Check each line of the entries below for the string "warn"; copy every line where it appears.
++++ Supplied records ++++
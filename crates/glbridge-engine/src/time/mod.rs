//! Time subsystem.
//!
//! Frame timing and the clear-color oscillation used by the render loop.
//! Intended usage:
//! - one `FrameClock` per render loop; call `tick()` once per animation frame
//! - one `ClearPulse` per loop; call `advance()` after the frame is drawn

mod frame_clock;
mod pulse;

pub use frame_clock::{FrameClock, FrameTime};
pub use pulse::ClearPulse;
use crate::gl::GlApi;
use crate::surface::BackingSize;

use super::ctx::FrameCtx;

/// Control directive returned by app callbacks.
#[derive(Debug, Copy, Clone, Eq, PartialEq)]
pub enum AppControl {
    Continue,
    /// Stop scheduling animation frames.
    Exit,
}

/// Host-side per-frame callback.
pub trait App<G: GlApi> {
    /// Called after the backing store was resized, before the frame is drawn.
    fn on_resize(&mut self, size: BackingSize) {
        let _ = size;
    }

    /// Called once per animation frame, after the clear.
    fn on_frame(&mut self, ctx: &mut FrameCtx<'_, G>) -> AppControl;
}

/// [`App`] backed by a closure. See [`from_fn`].
pub struct FnApp<F>(F);

/// Wraps a per-frame closure so it can be handed to the runtime.
pub fn from_fn<G, F>(f: F) -> FnApp<F>
where
    G: GlApi,
    F: FnMut(&mut FrameCtx<'_, G>) -> AppControl,
{
    FnApp(f)
}

impl<G, F> App<G> for FnApp<F>
where
    G: GlApi,
    F: FnMut(&mut FrameCtx<'_, G>) -> AppControl,
{
    fn on_frame(&mut self, ctx: &mut FrameCtx<'_, G>) -> AppControl {
        (self.0)(ctx)
    }
}
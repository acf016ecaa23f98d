use std::sync::Once;

/// Logger configuration.
///
/// `env_filter` follows the `env_logger` filter syntax (e.g. "info", "warn",
/// "glbridge_engine=debug"). On wasm32 only the global level applies:
/// `level` is used and `env_filter` is ignored.
#[derive(Debug, Clone)]
pub struct LoggingConfig {
    pub env_filter: Option<String>,
    pub level: log::Level,
    /// Install a panic hook that forwards panics to the browser console.
    pub panic_hook: bool,
}

impl Default for LoggingConfig {
    fn default() -> Self {
        Self {
            env_filter: None,
            level: log::Level::Info,
            panic_hook: true,
        }
    }
}

static INIT: Once = Once::new();

/// Initializes the global logger once.
///
/// This function is idempotent; subsequent calls are ignored.
/// Intended usage is at module start, before the context is created.
pub fn init_logging(config: LoggingConfig) {
    INIT.call_once(|| {
        install(config);
        log::debug!("logging initialized");
    });
}

#[cfg(not(target_arch = "wasm32"))]
fn install(config: LoggingConfig) {
    let mut builder = env_logger::Builder::new();

    if let Some(filter) = config.env_filter {
        builder.parse_filters(&filter);
    } else if let Ok(filter) = std::env::var("RUST_LOG") {
        builder.parse_filters(&filter);
    } else {
        builder.filter_level(config.level.to_level_filter());
    }

    // Another logger may already be installed (e.g. by a test harness).
    let _ = builder.try_init();
}

#[cfg(target_arch = "wasm32")]
fn install(config: LoggingConfig) {
    if config.panic_hook {
        console_error_panic_hook::set_once();
    }
    let _ = console_log::init_with_level(config.level);
}
//! Core engine-facing contracts.
//!
//! This module defines the interface between the frame driver and host code:
//! the per-frame callback trait and the context it receives.

mod app;
mod ctx;

pub use app::{App, AppControl, FnApp, from_fn};
pub use ctx::FrameCtx;
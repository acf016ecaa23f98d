use std::time::Duration;

use crate::time::{ClearPulse, FrameClock};

/// Render loop configuration.
#[derive(Debug, Clone)]
pub struct RuntimeConfig {
    /// Clear-level change per frame.
    pub clear_step: f32,
    /// Lower clamp for frame delta time.
    pub dt_min: Duration,
    /// Upper clamp for frame delta time.
    pub dt_max: Duration,
}

impl Default for RuntimeConfig {
    fn default() -> Self {
        Self {
            clear_step: ClearPulse::DEFAULT_STEP,
            dt_min: FrameClock::DEFAULT_DT_MIN,
            dt_max: FrameClock::DEFAULT_DT_MAX,
        }
    }
}
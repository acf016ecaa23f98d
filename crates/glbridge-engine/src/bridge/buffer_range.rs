use crate::device::GlContext;
use crate::error::{BridgeError, Result};
use crate::gl::{GlApi, IndexedBufferTarget};
use crate::handle::BufferHandle;

impl<G: GlApi> GlContext<G> {
    /// Binds `[offset, offset + size)` of `buffer` to indexed binding point
    /// `index` of `target`.
    ///
    /// A negative offset or a non-positive size is rejected.
    pub fn bind_buffer_range(
        &self,
        target: IndexedBufferTarget,
        index: u32,
        buffer: BufferHandle,
        offset: i32,
        size: i32,
    ) -> Result<()> {
        let b = self.buffers.resolve(buffer)?;
        if offset < 0 || size <= 0 || offset.checked_add(size).is_none() {
            log::warn!("buffer range rejected: offset {offset}, size {size}");
            return Err(BridgeError::InvalidRange { offset, size });
        }
        self.gl().bind_buffer_range(target, index, b, offset, size);
        Ok(())
    }

    /// Same as [`bind_buffer_range`](Self::bind_buffer_range) with a raw GL
    /// target enum, as passed by host code.
    pub fn bind_buffer_range_raw(
        &self,
        target: u32,
        index: u32,
        buffer: BufferHandle,
        offset: i32,
        size: i32,
    ) -> Result<()> {
        let target =
            IndexedBufferTarget::from_gl_enum(target).ok_or(BridgeError::UnsupportedTarget(target))?;
        self.bind_buffer_range(target, index, buffer, offset, size)
    }
}

#[cfg(test)]
mod tests {
    use super::*;
    use crate::gl::{BufferTarget, GlCall, RecordingGl};

    fn ctx_with_buffer() -> (GlContext<RecordingGl>, BufferHandle) {
        let mut ctx = GlContext::new(RecordingGl::new());
        let buffer = ctx.create_buffer().unwrap();
        ctx.gl().take_calls();
        (ctx, buffer)
    }

    #[test]
    fn binds_requested_range() {
        let (ctx, buffer) = ctx_with_buffer();
        ctx.bind_buffer_range(IndexedBufferTarget::Uniform, 3, buffer, 256, 64)
            .unwrap();

        assert!(matches!(
            ctx.gl().calls()[..],
            [GlCall::BindBufferRange {
                target: IndexedBufferTarget::Uniform,
                index: 3,
                offset: 256,
                size: 64,
                ..
            }]
        ));
    }

    #[test]
    fn empty_and_negative_ranges_are_rejected() {
        let (ctx, buffer) = ctx_with_buffer();
        for (offset, size) in [(0, 0), (0, -4), (-1, 16), (i32::MAX, 1)] {
            let err = ctx
                .bind_buffer_range(IndexedBufferTarget::Uniform, 0, buffer, offset, size)
                .unwrap_err();
            assert!(matches!(err, BridgeError::InvalidRange { .. }));
        }
        assert!(ctx.gl().calls().is_empty());
    }

    #[test]
    fn raw_target_must_be_indexed() {
        let (ctx, buffer) = ctx_with_buffer();
        let array = BufferTarget::Array.gl_enum();
        let err = ctx.bind_buffer_range_raw(array, 0, buffer, 0, 16).unwrap_err();
        assert!(matches!(err, BridgeError::UnsupportedTarget(t) if t == array));
    }

    #[test]
    fn raw_uniform_target_is_accepted() {
        let (ctx, buffer) = ctx_with_buffer();
        ctx.bind_buffer_range_raw(0x8A11, 0, buffer, 0, 16).unwrap();
        assert_eq!(ctx.gl().calls().len(), 1);
    }

    #[test]
    fn removed_buffer_does_not_resolve() {
        let (mut ctx, buffer) = ctx_with_buffer();
        ctx.delete_buffer(buffer);
        let err = ctx
            .bind_buffer_range(IndexedBufferTarget::Uniform, 0, buffer, 0, 16)
            .unwrap_err();
        assert!(matches!(err, BridgeError::StaleHandle { kind: "buffer", .. }));
    }
}
//! GLSL ES 3.00 sources for the demo triangle.

/// Passes the 2D position straight through to clip space.
pub(crate) const VERTEX: &str = r#"#version 300 es
precision mediump float;

in vec4 a_position;

void main() {
    gl_Position = a_position;
}
"#;

/// Constant magenta-ish fill.
pub(crate) const FRAGMENT: &str = r#"#version 300 es
precision mediump float;

out vec4 outColor;

void main() {
    outColor = vec4(1.0, 0.0, 0.5, 1.0);
}
"#;

/// Name of the position attribute in [`VERTEX`].
pub(crate) const POSITION_ATTRIBUTE: &str = "a_position";
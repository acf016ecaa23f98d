use std::time::Duration;

use web_time::Instant;

/// Frame timing snapshot.
#[derive(Debug, Copy, Clone)]
pub struct FrameTime {
    /// Time elapsed since the previous frame tick, in seconds.
    pub dt: f32,

    /// Monotonic timestamp taken at the tick.
    pub now: Instant,

    /// Monotonic frame counter.
    pub frame_index: u64,
}

/// Frame clock producing `FrameTime` snapshots.
///
/// Delta time is clamped so that a backgrounded tab (where the browser stops
/// delivering animation frames) does not produce a huge step on resume.
#[derive(Debug, Clone)]
pub struct FrameClock {
    last: Instant,
    frame_index: u64,
    dt_min: Duration,
    dt_max: Duration,
}

impl FrameClock {
    pub const DEFAULT_DT_MIN: Duration = Duration::from_micros(100);
    pub const DEFAULT_DT_MAX: Duration = Duration::from_millis(250);

    /// Creates a new clock with default clamps.
    pub fn new() -> Self {
        Self::with_clamps(Self::DEFAULT_DT_MIN, Self::DEFAULT_DT_MAX)
    }

    /// Creates a clock with custom delta-time clamps.
    pub fn with_clamps(dt_min: Duration, dt_max: Duration) -> Self {
        debug_assert!(dt_min <= dt_max);
        Self {
            last: Instant::now(),
            frame_index: 0,
            dt_min,
            dt_max,
        }
    }

    /// Resets the clock baseline.
    pub fn reset(&mut self) {
        self.last = Instant::now();
    }

    /// Advances the clock and returns a new `FrameTime`.
    pub fn tick(&mut self) -> FrameTime {
        let now = Instant::now();
        let dt = now
            .saturating_duration_since(self.last)
            .clamp(self.dt_min, self.dt_max);

        self.last = now;

        let ft = FrameTime {
            dt: dt.as_secs_f32(),
            now,
            frame_index: self.frame_index,
        };

        self.frame_index = self.frame_index.wrapping_add(1);

        ft
    }
}

impl Default for FrameClock {
    fn default() -> Self {
        Self::new()
    }
}

#[cfg(test)]
mod tests {
    use super::*;

    #[test]
    fn frame_index_counts_ticks() {
        let mut clock = FrameClock::new();
        let indices: Vec<u64> = (0..4).map(|_| clock.tick().frame_index).collect();
        assert_eq!(indices, vec![0, 1, 2, 3]);
    }

    #[test]
    fn dt_respects_clamps() {
        let min = Duration::from_millis(5);
        let max = Duration::from_millis(10);
        let mut clock = FrameClock::with_clamps(min, max);
        for _ in 0..3 {
            let dt = clock.tick().dt;
            assert!(dt >= min.as_secs_f32() && dt <= max.as_secs_f32());
        }
    }
}
use crate::core::{App, AppControl, FrameCtx};
use crate::device::GlContext;
use crate::gl::GlApi;
use crate::surface::{CanvasSurface, reconcile_backing_store};
use crate::time::{ClearPulse, FrameClock};

use super::RuntimeConfig;

/// Per-loop frame state: clear oscillation and frame timing.
///
/// Frame sequence:
/// 1) reconcile the canvas backing store
/// 2) viewport to the backing size
/// 3) clear to the current gray level
/// 4) host callback
/// 5) advance the gray level
#[derive(Debug, Clone)]
pub struct FrameDriver {
    pulse: ClearPulse,
    clock: FrameClock,
}

impl FrameDriver {
    pub fn new(config: &RuntimeConfig) -> Self {
        Self {
            pulse: ClearPulse::new(config.clear_step),
            clock: FrameClock::with_clamps(config.dt_min, config.dt_max),
        }
    }

    #[inline]
    pub fn pulse(&self) -> &ClearPulse {
        &self.pulse
    }

    /// Runs one frame.
    pub fn frame<G, S, A>(
        &mut self,
        gl: &mut GlContext<G>,
        surface: &mut S,
        app: &mut A,
    ) -> AppControl
    where
        G: GlApi,
        S: CanvasSurface + ?Sized,
        A: App<G> + ?Sized,
    {
        let resize = reconcile_backing_store(surface);
        if resize.changed() {
            app.on_resize(resize.size);
        }

        let (width, height) = resize.size.viewport_extent();
        gl.gl().viewport(0, 0, width, height);

        let [r, g, b, a] = self.pulse.color();
        gl.gl().clear_color(r, g, b, a);
        gl.gl().clear_color_buffer();

        let mut ctx = FrameCtx {
            gl,
            time: self.clock.tick(),
            size: resize.size,
            clear_level: self.pulse.value(),
        };
        let control = app.on_frame(&mut ctx);

        self.pulse.advance();
        control
    }
}

impl Default for FrameDriver {
    fn default() -> Self {
        Self::new(&RuntimeConfig::default())
    }
}

/// Everything one render loop owns.
///
/// [`step`](Self::step) runs frames until the app returns
/// [`AppControl::Exit`]; the context, surface and app are then dropped, which
/// deletes every GPU object still registered in the context.
pub struct FrameLoop<G: GlApi, S, A> {
    state: Option<LoopState<G, S, A>>,
}

struct LoopState<G: GlApi, S, A> {
    gl: GlContext<G>,
    surface: S,
    driver: FrameDriver,
    app: A,
}

impl<G, S, A> FrameLoop<G, S, A>
where
    G: GlApi,
    S: CanvasSurface,
    A: App<G>,
{
    pub fn new(gl: GlContext<G>, surface: S, config: &RuntimeConfig, app: A) -> Self {
        Self {
            state: Some(LoopState {
                gl,
                surface,
                driver: FrameDriver::new(config),
                app,
            }),
        }
    }

    #[inline]
    pub fn is_running(&self) -> bool {
        self.state.is_some()
    }

    /// Runs one frame. Returns `None` once the loop has exited.
    pub fn step(&mut self) -> Option<AppControl> {
        let LoopState { gl, surface, driver, app } = self.state.as_mut()?;
        let control = driver.frame(gl, surface, app);
        if control == AppControl::Exit {
            self.state = None;
            log::info!("render loop exited, GPU objects released");
        }
        Some(control)
    }
}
++++
__Output__.
/// `env_filter` follows the `env_logger` filter syntax (e.g. "info", "warn",
            log::warn!("buffer range rejected: offset {offset}, size {size}");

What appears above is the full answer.